No questionário do Enade, o universitário responde, por exemplo, se considera o currículo de seu curso "bem integrado e com clara vinculação entre as disciplinas".
Vistorias
Pelos dados divulgados na semana passada, 25% dos cursos avaliados tiveram conceito 1 ou 2 ("sem condições" de funcionar). O governo diz que fará vistorias e, depois disso, poderá abrir processos que podem levar ao fechamento dos cursos.
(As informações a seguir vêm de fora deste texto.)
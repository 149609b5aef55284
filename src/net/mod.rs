//! Remote launch: seven parameter bytes in, one casino run out
//!
//! Wire format, one unsigned byte each, in this order:
//! players, cashiers, slot machines, croupiers, table capacity, monitor port
//! offset, run duration in minutes.
//!
//! On accepting a connection the server first sends a greeting as a
//! length-prefixed UTF-8 string (big-endian `u16` length, then the bytes).

use std::sync::Arc;
use std::time::Duration;

use serde::{Deserialize, Serialize};
use tokio::io::{AsyncRead, AsyncReadExt, AsyncWrite, AsyncWriteExt};
use tokio::net::TcpListener;
use tracing::{info, warn};

use crate::casino::Casino;
use crate::core::config::CasinoConfig;
use crate::core::error::{CasinoError, Result};
use crate::monitor::FeedServer;

pub const PARAM_BYTES: usize = 7;

pub const GREETING: &str = "I can help you with the task assigned by Principal Server.";

#[derive(Debug, Clone, Copy, PartialEq, Eq, Serialize, Deserialize)]
pub struct CasinoParams {
    pub players: u8,
    pub cashiers: u8,
    pub slot_machines: u8,
    pub croupiers: u8,
    pub table_capacity: u8,
    pub monitor_port_offset: u8,
    pub duration_minutes: u8,
}

impl CasinoParams {
    pub fn from_bytes(bytes: &[u8]) -> Result<Self> {
        let Some(b) = bytes.get(..PARAM_BYTES) else {
            return Err(CasinoError::TruncatedParams {
                expected: PARAM_BYTES,
                got: bytes.len(),
            });
        };
        Ok(Self {
            players: b[0],
            cashiers: b[1],
            slot_machines: b[2],
            croupiers: b[3],
            table_capacity: b[4],
            monitor_port_offset: b[5],
            duration_minutes: b[6],
        })
    }

    pub fn to_bytes(&self) -> [u8; PARAM_BYTES] {
        [
            self.players,
            self.cashiers,
            self.slot_machines,
            self.croupiers,
            self.table_capacity,
            self.monitor_port_offset,
            self.duration_minutes,
        ]
    }

    /// Read exactly seven bytes from `reader`. A stream that ends early is
    /// reported with the number of bytes that did arrive.
    pub async fn read_from<R: AsyncRead + Unpin>(reader: &mut R) -> Result<Self> {
        let mut buf = Vec::with_capacity(PARAM_BYTES);
        reader.take(PARAM_BYTES as u64).read_to_end(&mut buf).await?;
        Self::from_bytes(&buf)
    }

    pub fn run_duration(&self) -> Duration {
        Duration::from_secs(u64::from(self.duration_minutes) * 60)
    }

    /// Overlay the received counts on `base`
    pub fn into_config(self, base: &CasinoConfig) -> CasinoConfig {
        CasinoConfig {
            players: self.players.into(),
            cashiers: self.cashiers.into(),
            slot_machines: self.slot_machines.into(),
            croupiers: self.croupiers.into(),
            table_capacity: self.table_capacity.into(),
            monitor_port_offset: self.monitor_port_offset.into(),
            ..base.clone()
        }
    }
}

/// Send a length-prefixed UTF-8 string
pub async fn write_greeting<W: AsyncWrite + Unpin>(writer: &mut W, text: &str) -> Result<()> {
    let bytes = text.as_bytes();
    let len = u16::try_from(bytes.len())
        .map_err(|_| CasinoError::InvalidConfig("greeting longer than 65535 bytes".into()))?;
    writer.write_all(&len.to_be_bytes()).await?;
    writer.write_all(bytes).await?;
    writer.flush().await?;
    Ok(())
}

/// Read a length-prefixed UTF-8 string
pub async fn read_greeting<R: AsyncRead + Unpin>(reader: &mut R) -> Result<String> {
    let len = reader.read_u16().await?;
    let mut bytes = vec![0u8; usize::from(len)];
    reader.read_exact(&mut bytes).await?;
    String::from_utf8(bytes)
        .map_err(|err| CasinoError::IoError(std::io::Error::new(std::io::ErrorKind::InvalidData, err)))
}

/// Accept one connection on `listener`, run the casino it asks for, and
/// close it after the requested duration. `run_for` overrides the duration
/// carried on the wire.
pub async fn run_session(
    listener: TcpListener,
    base: &CasinoConfig,
    run_for: Option<Duration>,
) -> Result<CasinoParams> {
    let (mut stream, peer) = listener.accept().await?;
    info!(%peer, "Launch client connected");

    write_greeting(&mut stream, GREETING).await?;
    let params = CasinoParams::read_from(&mut stream).await?;
    info!(?params, "Received casino details");

    let config = params.into_config(base);
    let casino = Arc::new(Casino::new(config)?);
    casino.open()?;

    let feed = match FeedServer::bind(Arc::clone(&casino), casino.config().monitor_port()).await {
        Ok(feed) => Some(feed),
        Err(err) => {
            warn!(error = %err, "Monitor feed unavailable, running without it");
            None
        }
    };

    let duration = run_for.unwrap_or_else(|| params.run_duration());
    info!(seconds = duration.as_secs_f32(), "Simulating casino");
    tokio::time::sleep(duration).await;

    let report = casino.close().await;
    if let Some(feed) = feed {
        feed.shutdown().await;
    }
    if !report.is_clean() {
        warn!(?report, "Casino closed with agents cancelled or lost");
    }
    Ok(params)
}
pub(crate) mod partition_refinement;

use crate::{
    automaton::{Dfa, StateIndex},
    math::Partition,
};

impl Dfa {
    /// Returns the unique minimal automaton that accepts the same words as `self`, computed
    /// with Hopcroft's partition refinement algorithm. States of the result carry no labels,
    /// as a state of the minimal automaton in general stands for several root sets.
    ///
    /// Undefined transitions are treated as moves to a rejecting sink, consequently states
    /// from which no word is accepted are removed. `self` is not modified.
    pub fn minimize(&self) -> Dfa {
        partition_refinement::hopcroft_minimize(self)
    }

    /// Computes the Myhill-Nerode equivalence on the states of `self`, two states are in
    /// the same class if and only if the same words are accepted from them.
    pub fn language_equivalence_classes(&self) -> Partition<StateIndex> {
        partition_refinement::equivalence_classes(self)
    }
}

#[cfg(test)]
mod tests {
    use crate::{
        automaton::{canonical_automaton, tests::all_words, AutomatonBuilder, DfaBuilder, Mode},
        coxeter::{CoxeterMatrix, ReflectionTable, INFINITY},
        math::Partition,
        Dfa,
    };

    fn built(diagram: &[u32], mode: Mode) -> Dfa {
        let matrix = CoxeterMatrix::from_diagram(diagram).unwrap();
        let table = ReflectionTable::from_coxeter_matrix(&matrix).unwrap();
        AutomatonBuilder::new(&table).mode(mode).build()
    }

    fn assert_equivalent(left: &Dfa, right: &Dfa, max_len: usize) {
        assert_eq!(left.alphabet(), right.alphabet());
        for word in all_words(left.alphabet(), max_len) {
            assert_eq!(
                left.accepts(word.iter().copied()),
                right.accepts(word.iter().copied()),
                "automata disagree on {word:?}"
            );
        }
    }

    fn assert_minimal(dfa: &Dfa) {
        for p in dfa.state_indices() {
            for q in dfa.state_indices().filter(|&q| q > p) {
                assert!(
                    dfa.separate(p, q).is_some(),
                    "states {p} and {q} are equivalent in\n{dfa}"
                );
            }
        }
    }

    #[test_log::test]
    fn minimal_sizes() {
        let cases: [(Vec<u32>, usize, usize); 9] = [
            (vec![], 2, 2),
            (vec![3], 6, 4),
            (vec![3, 2, 3], 24, 7),
            (vec![4, 2, 3], 48, 10),
            (vec![5, 2, 3], 120, 16),
            (vec![3, 3, 3], 16, 13),
            (vec![2, 3, 7], 35, 23),
            (vec![INFINITY], 3, 3),
            (vec![3, 2, 2, 3, 2, 3], 120, 11),
        ];

        for (diagram, reduced, shortlex) in cases {
            for (mode, expected) in [(Mode::Reduced, reduced), (Mode::Shortlex, shortlex)] {
                let matrix = CoxeterMatrix::from_diagram(&diagram).unwrap();
                let dfa = canonical_automaton(&matrix, mode).unwrap();
                assert_eq!(dfa.size(), expected, "{mode} automaton of {diagram:?}");
                assert!(dfa.states().all(|(_, state)| state.label().is_none()));
            }
        }
    }

    #[test]
    fn minimization_preserves_language() {
        for diagram in [vec![3, 2, 3], vec![4, 2, 3], vec![3, 3, 3], vec![2, 3, 7]] {
            for mode in [Mode::Reduced, Mode::Shortlex] {
                let dfa = built(&diagram, mode);
                let minimized = dfa.minimize();
                assert!(minimized.size() <= dfa.size());
                assert_equivalent(&dfa, &minimized, 6);
                assert_minimal(&minimized);
                assert_eq!(minimized.minimize().size(), minimized.size());
            }
        }
    }

    #[test]
    fn minimization_does_not_modify_input() {
        let dfa = built(&[2, 3, 7], Mode::Reduced);
        let copy = dfa.clone();
        let _ = dfa.minimize();
        assert_eq!(dfa, copy);
    }

    #[test]
    fn shortlex_growth_of_a3() {
        let dfa = canonical_automaton(
            &CoxeterMatrix::from_diagram(&[3, 2, 3]).unwrap(),
            Mode::Shortlex,
        )
        .unwrap();
        assert_eq!(dfa.growth(7), vec![1, 3, 5, 6, 5, 3, 1, 0]);
        assert_eq!(dfa.words_up_to(10).len(), 24);

        let a2 = canonical_automaton(&CoxeterMatrix::from_diagram(&[3]).unwrap(), Mode::Shortlex)
            .unwrap();
        assert!(a2.accepts([0, 1, 0]));
        assert!(!a2.accepts([1, 0, 1]));
    }

    #[test]
    fn single_block_is_stable() {
        // every state accepts and every transition is defined
        let dfa = DfaBuilder::default()
            .default_color(true)
            .with_edges([(0, 0, 1), (0, 1, 2), (1, 0, 2), (1, 1, 0), (2, 0, 0), (2, 1, 1)])
            .into_dfa(0);
        let minimized = dfa.minimize();
        assert_eq!(minimized.size(), 1);
        assert!(minimized.is_complete());
        assert!(minimized.accepts([0, 1, 1, 0]));

        assert_eq!(
            dfa.language_equivalence_classes(),
            Partition::new([vec![0, 1, 2]])
        );
    }

    #[test]
    fn accepting_and_rejecting_blocks() {
        // words over {0, 1} with an even number of 0s, with redundant copies of both states
        let dfa = DfaBuilder::default()
            .with_state_colors([true, false, true, false])
            .with_edges([
                (0, 0, 1),
                (0, 1, 2),
                (1, 0, 2),
                (1, 1, 3),
                (2, 0, 3),
                (2, 1, 0),
                (3, 0, 0),
                (3, 1, 1),
            ])
            .into_dfa(0);
        let minimized = dfa.minimize();
        assert_eq!(minimized.size(), 2);
        assert_equivalent(&dfa, &minimized, 6);
        assert_minimal(&minimized);

        assert_eq!(
            dfa.language_equivalence_classes(),
            Partition::new([vec![0, 2], vec![1, 3]])
        );
    }

    #[test]
    fn empty_language() {
        let dfa = DfaBuilder::default()
            .default_color(false)
            .with_edges([(0, 0, 1), (1, 1, 0)])
            .into_dfa(0);
        let minimized = dfa.minimize();
        assert_eq!(minimized.size(), 1);
        assert!(!minimized.is_accepting(0));
        assert_eq!(minimized.num_transitions(), 0);
    }

    #[test]
    fn dead_states_are_removed() {
        // state 2 rejects everything, so the transition leading there can be dropped
        let dfa = DfaBuilder::default()
            .with_state_colors([false, true, false])
            .with_edges([(0, 0, 1), (0, 1, 2), (2, 0, 2)])
            .into_dfa(0);
        let minimized = dfa.minimize();
        assert_eq!(minimized.size(), 2);
        assert_eq!(minimized.successor(0, 1), None);
        assert_equivalent(&dfa, &minimized, 4);
    }

    #[cfg(feature = "random")]
    #[test_log::test]
    fn random_partial_automata() {
        use crate::random::generate_random_dfa_with;

        let mut rng = fastrand::Rng::with_seed(0xC0FFEE);
        for _ in 0..200 {
            let dfa = generate_random_dfa_with(&mut rng, 2, 10, 0.25, 0.2);
            let minimized = dfa.minimize();
            assert!(minimized.size() <= dfa.size());
            assert_equivalent(&dfa, &minimized, 7);
            assert_minimal(&minimized);

            let again = minimized.minimize();
            assert_eq!(again.size(), minimized.size());
            assert_eq!(again, minimized);

            let classes = dfa.language_equivalence_classes();
            assert_eq!(classes.iter().map(|class| class.len()).sum::<usize>(), dfa.size());
            for class in classes.iter() {
                let mut members = class.iter();
                let first = *members.next().unwrap();
                for &q in members {
                    assert_eq!(dfa.separate(first, q), None);
                }
            }
        }
    }
}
Alunos da Unaerp dizem que colegas boicotaram e até já pediram desculpas
LUCAS REIS
DA FOLHA RIBEIRÃO
Boicote. Essa é a explicação dos alunos de medicina da Unaerp (Universidade de Ribeirão Preto) para a aparente contradição entre o conceito 2 atribuído pelo MEC ao curso e a opinião positiva sobre a instituição expressada pelos estudantes que fizeram a prova do Enade. O currículo da escola recebeu aprovação de 67% dos estudantes, enquanto o planejamento do curso foi bem avaliado por 51%. "A boa avaliação do currículo e do planejamento do curso, feita pelos próprios alunos [no Enade], prova que houve o boicote", disse ontem Adriana de Oliveira, 22, aluna do terceiro ano. "Não há do que reclamar quanto à estrutura do curso. Os laboratórios e os professores são bons. Os estudantes do último ano, mesmo boicotando a prova, admitem isso. E já até pediram desculpas pelo boicote", afirmou Florence Rosa, 24, do quinto ano. Segundo as alunas, o boicote aconteceu porque os estudantes que fizeram a prova do Enade se revoltaram contra a mudança do método de ensino utilizado pela faculdade. "Eles disseram que boicotaram porque passaram por uma época de transição de curso. Eles são da última turma que se formou sob o sistema antigo", disse Florence. "Pelo preço [da mensalidade] que a gente paga, se não estivéssemos satisfeitos, é óbvio que pediríamos transferência. A gente vê que aqui tem resultado", disse Flávia. Os calouros, que freqüentam a universidade há apenas uma semana, também defendem o curso. "Nós sabemos que o curso não é perfeito, mas essa nota [CPC] não condiz com a realidade. Se a infra-estrutura é boa, os professores são bons, o desempenho dos alunos do Enade deveria ser melhor. Ou seja: houve boicote", disse Álvaro Moreira da Luz, 20.
Mudança curricular
Na Fundação Faculdade de Ciências Médicas de Porto Alegre, que alcançou a nota máxima (5), a visão crítica dos alunos ocorreu devido às mudanças nas diretrizes curriculares nos último cinco anos, dizem alguns estudantes ouvidos pela Folha. Entre os alunos que fizeram o Enade, 42,9% aprovavam o currículo e 37,1% concordavam com o planejamento do curso. A exceção está na infra-estrutura: a maioria (90%) a considera satisfatória.